Please take the records that follow and repeat exactly the lines starting with the line with "use url::Url;" and going on through the line with "fn fmt(&self, f: &mut".

(RECORD EXTRACTS)

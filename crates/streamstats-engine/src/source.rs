//! Files handed to the importer.

use async_trait::async_trait;
use std::io;
use std::path::{Path, PathBuf};

/// MIME type accepted regardless of the file name.
pub const JSON_MIME_TYPE: &str = "application/json";

/// A selected file whose content can be read asynchronously.
#[async_trait]
pub trait FileSource: Send + Sync {
    /// Name shown to the user; its extension selects the parse strategy.
    fn name(&self) -> &str;

    /// Declared MIME type, if the selection surface provides one.
    fn mime_type(&self) -> Option<&str>;

    /// Size in bytes, if known without reading.
    fn size(&self) -> Option<u64>;

    /// Reads the whole content.
    async fn read(&self) -> io::Result<Vec<u8>>;
}

/// Whether a file may enter an import batch: a `.json` or `.csv` name, or a
/// declared JSON MIME type.
pub fn is_importable(source: &dyn FileSource) -> bool {
    let name = source.name().to_ascii_lowercase();
    name.ends_with(".json")
        || name.ends_with(".csv")
        || source
            .mime_type()
            .is_some_and(|mime| mime.eq_ignore_ascii_case(JSON_MIME_TYPE))
}

/// A file on the local disk.
#[derive(Debug, Clone)]
pub struct DiskFile {
    path: PathBuf,
    name: String,
    size: Option<u64>,
}

impl DiskFile {
    /// Creates a handle without touching the file system.
    pub fn new(path: impl Into<PathBuf>) -> Self {
        let path = path.into();
        let name = path
            .file_name()
            .map_or_else(|| path.display().to_string(), |n| n.to_string_lossy().into_owned());
        Self {
            path,
            name,
            size: None,
        }
    }

    /// Creates a handle and records the file size when metadata is available.
    pub async fn open(path: impl Into<PathBuf>) -> Self {
        let mut file = Self::new(path);
        file.size = tokio::fs::metadata(&file.path).await.ok().map(|m| m.len());
        file
    }

    /// Location on disk.
    pub fn path(&self) -> &Path {
        &self.path
    }
}

#[async_trait]
impl FileSource for DiskFile {
    fn name(&self) -> &str {
        &self.name
    }

    fn mime_type(&self) -> Option<&str> {
        None
    }

    fn size(&self) -> Option<u64> {
        self.size
    }

    async fn read(&self) -> io::Result<Vec<u8>> {
        tokio::fs::read(&self.path).await
    }
}

/// A file already held in memory.
#[derive(Debug, Clone)]
pub struct MemoryFile {
    name: String,
    mime_type: Option<String>,
    contents: Vec<u8>,
}

impl MemoryFile {
    /// Creates an in-memory file.
    pub fn new(name: impl Into<String>, contents: impl Into<Vec<u8>>) -> Self {
        Self {
            name: name.into(),
            mime_type: None,
            contents: contents.into(),
        }
    }

    /// Sets the declared MIME type.
    #[must_use]
    pub fn with_mime_type(mut self, mime_type: impl Into<String>) -> Self {
        self.mime_type = Some(mime_type.into());
        self
    }
}

#[async_trait]
impl FileSource for MemoryFile {
    fn name(&self) -> &str {
        &self.name
    }

    fn mime_type(&self) -> Option<&str> {
        self.mime_type.as_deref()
    }

    fn size(&self) -> Option<u64> {
        u64::try_from(self.contents.len()).ok()
    }

    async fn read(&self) -> io::Result<Vec<u8>> {
        Ok(self.contents.clone())
    }
}

#[cfg(test)]
mod tests {
    use super::*;
    use std::io::Write;

    #[test]
    fn test_admission_rules() {
        assert!(is_importable(&MemoryFile::new("StreamingHistory0.json", "")));
        assert!(is_importable(&MemoryFile::new("plays.CSV", "")));
        assert!(is_importable(
            &MemoryFile::new("download", "").with_mime_type("application/json")
        ));
        assert!(!is_importable(&MemoryFile::new("cover.png", "")));
        assert!(!is_importable(
            &MemoryFile::new("notes.txt", "").with_mime_type("text/plain")
        ));
    }

    #[tokio::test]
    async fn test_disk_file_reads_content_and_size() {
        let mut temp = tempfile::Builder::new().suffix(".csv").tempfile().unwrap();
        temp.write_all(b"endTime,artistName\n").unwrap();

        let file = DiskFile::open(temp.path()).await;
        assert!(file.name().ends_with(".csv"));
        assert_eq!(file.size(), Some(19));
        assert_eq!(file.read().await.unwrap(), b"endTime,artistName\n");
    }

    #[tokio::test]
    async fn test_missing_disk_file_fails_on_read() {
        let file = DiskFile::open("/definitely/not/here.json").await;
        assert_eq!(file.name(), "here.json");
        assert!(file.size().is_none());
        assert!(file.read().await.is_err());
    }
}
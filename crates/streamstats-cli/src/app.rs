//! Command execution.

use crate::cli::{ArtworkArgs, Cli, Command, ImportArgs, OutputFormat};
use crate::error::{CliError, CliResult};
use crate::render::{write_statuses, write_summary, JsonReport};
use std::io::Write;
use std::sync::Arc;
use streamstats_config::{Config, ConfigCache, ConfigLoader};
use streamstats_engine::{
    Aggregator, ArtworkCache, ArtworkCacheConfig, ArtworkQuery, CatalogSearch, DiskFile,
    FileSource, FilteredView, ImportBatch, ImportOptions, SessionStore, SpotifyClient,
};
use streamstats_i18n::Localizer;
use tokio_util::sync::CancellationToken;
use tokio::task::JoinHandle;
use tracing::{debug, info, instrument, warn};

/// Waits for the progress logger to drain. Its failure never fails the
/// import, but it is logged.
async fn finish_progress_log(handle: JoinHandle<()>) -> bool {
    match handle.await {
        Ok(()) => true,
        Err(err) => {
            warn!(error = %err, "Progress logger stopped abnormally");
            false
        }
    }
}

/// Everything a command needs: configuration, messages and session state.
pub struct App {
    config: ConfigCache,
    localizer: Localizer,
    store: Arc<SessionStore>,
    cancel: CancellationToken,
}

impl App {
    /// Builds the application from an already loaded configuration and the
    /// global flags.
    pub fn new(config: Config, cli: &Cli, cancel: CancellationToken) -> CliResult<Self> {
        let cache = ConfigCache::new(config);
        cache.modify(|config| {
            if let Some(locale) = &cli.locale {
                config.locale.clone_from(locale);
            }
            if let Some(timezone) = &cli.timezone {
                config.aggregation.timezone.clone_from(timezone);
            }
            if let Some(level) = &cli.log_level {
                config.logging.level.clone_from(level);
            }
            if let Command::Import(args) = &cli.command {
                if let Some(parallelism) = args.parallelism {
                    config.import.parallelism = parallelism;
                }
                if let Some(top) = args.top {
                    config.aggregation.top_limit = top;
                }
            }
        })?;

        let localizer = Localizer::new(&cache.get().locale)?;
        Ok(Self {
            config: cache,
            localizer,
            store: Arc::new(SessionStore::new()),
            cancel,
        })
    }

    /// Loads the configuration named by `--config` (or found by the usual
    /// resolution) and builds the application.
    pub fn load(cli: &Cli, cancel: CancellationToken) -> CliResult<Self> {
        let config = ConfigLoader::load(cli.config.as_deref())?;
        Self::new(config, cli, cancel)
    }

    /// Effective configuration.
    pub fn config(&self) -> Arc<Config> {
        self.config.get()
    }

    /// Session state shared by the commands.
    pub fn store(&self) -> Arc<SessionStore> {
        Arc::clone(&self.store)
    }

    /// Runs the parsed command.
    pub async fn run<W: Write>(&self, command: &Command, out: &mut W) -> CliResult<()> {
        match command {
            Command::Import(args) => self.import(args, out).await,
            Command::Artwork(args) => {
                let search = SpotifyClient::from_config(&self.config().spotify)?;
                self.artwork(args, Arc::new(search), out).await
            }
            Command::Config => self.show_config(out),
        }
    }

    /// Imports the files, commits the result to the session store and prints
    /// the full or filtered summary.
    #[instrument(skip_all, fields(files = args.files.len()))]
    pub async fn import<W: Write>(&self, args: &ImportArgs, out: &mut W) -> CliResult<()> {
        let config = self.config();
        let aggregator = Aggregator::from_config(&config.aggregation, &self.localizer)?;
        let (mut batch, mut progress) =
            ImportBatch::new(ImportOptions::from_config(&config.import), aggregator.clone())
                .with_progress_reporting();

        let mut sources: Vec<Arc<dyn FileSource>> = Vec::with_capacity(args.files.len());
        for path in &args.files {
            sources.push(Arc::new(DiskFile::open(path).await));
        }
        batch.add_files(sources)?;

        let progress_log = tokio::spawn(async move {
            while let Some(update) = progress.recv().await {
                debug!(
                    index = update.index,
                    file = %update.file_name,
                    status = update.status.message_id(),
                    "File status changed"
                );
            }
        });

        let report = batch.run(&self.cancel).await;

        let Some(summary) = report.summary else {
            if args.format == OutputFormat::Text {
                write_statuses(out, batch.entries(), &self.localizer)?;
            }
            drop(batch);
            finish_progress_log(progress_log).await;
            return Err(CliError::NoData);
        };
        let revision = self.store.set_imported_data(summary, report.events);
        info!(revision, succeeded = report.succeeded, failed = report.failed, "Import committed");

        let dataset = self.store.working_dataset();
        let filter = args.filter();
        let view = FilteredView::compute(&dataset, &filter, &aggregator);

        match args.format {
            OutputFormat::Text => {
                write_statuses(out, batch.entries(), &self.localizer)?;
                writeln!(out)?;
                if filter.is_active() {
                    writeln!(
                        out,
                        "{}\n",
                        self.localizer.filter_matching(view.matching(), view.total_available)
                    )?;
                }
                if view.summary.is_empty() {
                    writeln!(out, "{}", self.localizer.format("import-no-data", None))?;
                } else {
                    write_summary(out, &view.summary, &self.localizer)?;
                }
            }
            OutputFormat::Json => {
                let report = JsonReport::new(batch.entries(), &view, &filter);
                serde_json::to_writer_pretty(&mut *out, &report)?;
                writeln!(out)?;
            }
        }

        drop(batch);
        finish_progress_log(progress_log).await;
        Ok(())
    }

    /// Resolves and prints the image of an artist or a track.
    pub async fn artwork<W: Write>(
        &self,
        args: &ArtworkArgs,
        search: Arc<dyn CatalogSearch>,
        out: &mut W,
    ) -> CliResult<()> {
        let config = self.config();
        let cache = ArtworkCache::new(
            ArtworkCacheConfig::from_config(&config.artwork, &config.spotify),
            search,
        );
        let query = match &args.track {
            Some(track) => ArtworkQuery::track(track, &args.artist),
            None => ArtworkQuery::artist(&args.artist),
        };

        match cache.lookup(&query, &self.cancel).await {
            Some(url) => writeln!(out, "{}", self.localizer.artwork_found(&url))?,
            None => writeln!(out, "{}", self.localizer.format("artwork-none", None))?,
        }
        debug!(stats = ?cache.stats().await, "Artwork cache statistics");
        Ok(())
    }

    /// Prints the effective configuration as YAML, without the access token.
    pub fn show_config<W: Write>(&self, out: &mut W) -> CliResult<()> {
        let mut config = Config::clone(&self.config());
        if config.spotify.access_token.is_some() {
            config.spotify.access_token = Some("***".to_string());
        }
        out.write_all(serde_yaml::to_string(&config)?.as_bytes())?;
        Ok(())
    }
}
//! Runtime validation of a loaded configuration.
//!
//! Range, URL and presence rules live on the schema as `#[validate]`
//! attributes; the functions here cover the checks that need code.

use crate::schema::Config;
use std::borrow::Cow;
use std::fmt;
use streamstats_common::{parse_timezone, LoggingConfig};
use url::Url;
use validator::{Validate, ValidationError, ValidationErrors, ValidationErrorsKind};

/// One rejected configuration value.
#[derive(Debug, Clone, PartialEq, Eq)]
pub struct ValidationIssue {
    /// Dotted path of the offending field, e.g. `import.parallelism`.
    pub field: String,
    /// What is wrong with it.
    pub message: String,
}

impl fmt::Display for ValidationIssue {
    fn fmt(&self, f: &mut fmt::Formatter<'_>) -> fmt::Result {
        write!(f, "{}: {}", self.field, self.message)
    }
}

/// Configuration validator.
pub struct ConfigValidator;

impl ConfigValidator {
    /// Validates a configuration, collecting every issue instead of stopping
    /// at the first. Issues are ordered by field path.
    pub fn validate(config: &Config) -> Result<(), Vec<ValidationIssue>> {
        let Err(errors) = config.validate() else {
            return Ok(());
        };
        let mut issues = Vec::new();
        flatten("", &errors, &mut issues);
        issues.sort_by(|a, b| a.field.cmp(&b.field));
        Err(issues)
    }
}

fn flatten(prefix: &str, errors: &ValidationErrors, out: &mut Vec<ValidationIssue>) {
    for (field, kind) in errors.errors() {
        let path = if prefix.is_empty() {
            (*field).to_string()
        } else {
            format!("{prefix}.{field}")
        };
        match kind {
            ValidationErrorsKind::Field(list) => {
                out.extend(list.iter().map(|error| ValidationIssue {
                    field: path.clone(),
                    message: error
                        .message
                        .as_ref()
                        .map_or_else(|| error.code.to_string(), ToString::to_string),
                }));
            }
            ValidationErrorsKind::Struct(inner) => flatten(&path, inner, out),
            ValidationErrorsKind::List(items) => {
                for (index, inner) in items {
                    flatten(&format!("{path}[{index}]"), inner, out);
                }
            }
        }
    }
}

fn rejected(code: &'static str, message: String) -> ValidationError {
    let mut error = ValidationError::new(code);
    error.message = Some(Cow::Owned(message));
    error
}

/// Validates an IANA time zone name.
pub fn validate_timezone(timezone: &str) -> Result<(), ValidationError> {
    parse_timezone(timezone)
        .map(|_| ())
        .map_err(|_| rejected("unknown_timezone", format!("unknown time zone '{timezone}'")))
}

/// Validates a BCP 47 style language tag such as `en-US`.
pub fn validate_locale(locale: &str) -> Result<(), ValidationError> {
    if is_locale_tag(locale) {
        Ok(())
    } else {
        Err(rejected("invalid_locale", format!("'{locale}' is not a language tag")))
    }
}

/// Only plain HTTP(S) endpoints are accepted. Unparsable URLs are left to the
/// `url` rule.
pub fn validate_http_scheme(base_url: &str) -> Result<(), ValidationError> {
    match Url::parse(base_url) {
        Ok(url) if !matches!(url.scheme(), "http" | "https") => Err(rejected(
            "unsupported_scheme",
            format!("unsupported scheme '{}'", url.scheme()),
        )),
        _ => Ok(()),
    }
}

/// Rejects a token made only of whitespace.
pub fn validate_token(token: &str) -> Result<(), ValidationError> {
    if token.trim().is_empty() {
        return Err(ValidationError::new("blank_token"));
    }
    Ok(())
}

/// The logging section lives in the common crate, so its rules are checked here.
pub fn validate_logging(logging: &LoggingConfig) -> Result<(), ValidationError> {
    if logging.level.trim().is_empty() {
        return Err(rejected("empty_level", "level must not be empty".to_string()));
    }
    Ok(())
}

fn is_locale_tag(tag: &str) -> bool {
    !tag.is_empty()
        && tag
            .split('-')
            .all(|part| !part.is_empty() && part.chars().all(|c| c.is_ascii_alphanumeric()))
}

(End RECORD EXTRACTS)

### ANSWER SECTION
use url::Url;
use validator::{Validate, ValidationError, ValidationErrors, ValidationErrorsKind};

/// One rejected configuration value.
#[derive(Debug, Clone, PartialEq, Eq)]
pub struct ValidationIssue {
    /// Dotted path of the offending field, e.g. `import.parallelism`.
    pub field: String,
    /// What is wrong with it.
    pub message: String,
}

impl fmt::Display for ValidationIssue {
    fn fmt(&self, f: &mut fmt::Formatter<'_>) -> fmt::Result {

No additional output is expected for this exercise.